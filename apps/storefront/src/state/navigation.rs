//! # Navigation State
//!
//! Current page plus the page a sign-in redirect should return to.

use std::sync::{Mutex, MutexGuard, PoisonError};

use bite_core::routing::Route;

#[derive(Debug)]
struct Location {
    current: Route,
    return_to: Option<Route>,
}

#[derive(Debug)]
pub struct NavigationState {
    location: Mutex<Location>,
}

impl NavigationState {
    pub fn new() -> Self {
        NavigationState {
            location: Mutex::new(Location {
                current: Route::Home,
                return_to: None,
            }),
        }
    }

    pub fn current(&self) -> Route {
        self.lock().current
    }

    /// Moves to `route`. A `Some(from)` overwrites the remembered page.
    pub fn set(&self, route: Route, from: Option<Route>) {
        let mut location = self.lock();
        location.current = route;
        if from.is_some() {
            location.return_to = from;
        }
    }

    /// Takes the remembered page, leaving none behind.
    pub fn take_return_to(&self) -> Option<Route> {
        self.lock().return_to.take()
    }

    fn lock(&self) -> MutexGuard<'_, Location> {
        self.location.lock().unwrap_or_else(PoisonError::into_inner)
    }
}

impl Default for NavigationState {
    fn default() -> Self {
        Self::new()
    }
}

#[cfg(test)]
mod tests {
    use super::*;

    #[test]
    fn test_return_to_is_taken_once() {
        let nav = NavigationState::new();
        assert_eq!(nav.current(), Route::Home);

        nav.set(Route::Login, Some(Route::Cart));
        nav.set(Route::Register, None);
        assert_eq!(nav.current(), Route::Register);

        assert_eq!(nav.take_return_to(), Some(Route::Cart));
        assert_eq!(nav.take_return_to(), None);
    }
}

**********

**TASK GOAL:** The expected output is the lines from the one with "leaving none behind." through the end of the data, exactly as written and nothing more.

**EXERCISE ANSWER:**
    /// Takes the remembered page, leaving none behind.
    pub fn take_return_to(&self) -> Option<Route> {
        self.lock().return_to.take()
    }

    fn lock(&self) -> MutexGuard<'_, Location> {
        self.location.lock().unwrap_or_else(PoisonError::into_inner)
    }
}

impl Default for NavigationState {
    fn default() -> Self {
        Self::new()
    }
}

#[cfg(test)]
mod tests {
    use super::*;

    #[test]
    fn test_return_to_is_taken_once() {
        let nav = NavigationState::new();
        assert_eq!(nav.current(), Route::Home);

        nav.set(Route::Login, Some(Route::Cart));
        nav.set(Route::Register, None);
        assert_eq!(nav.current(), Route::Register);

        assert_eq!(nav.take_return_to(), Some(Route::Cart));
        assert_eq!(nav.take_return_to(), None);
    }
}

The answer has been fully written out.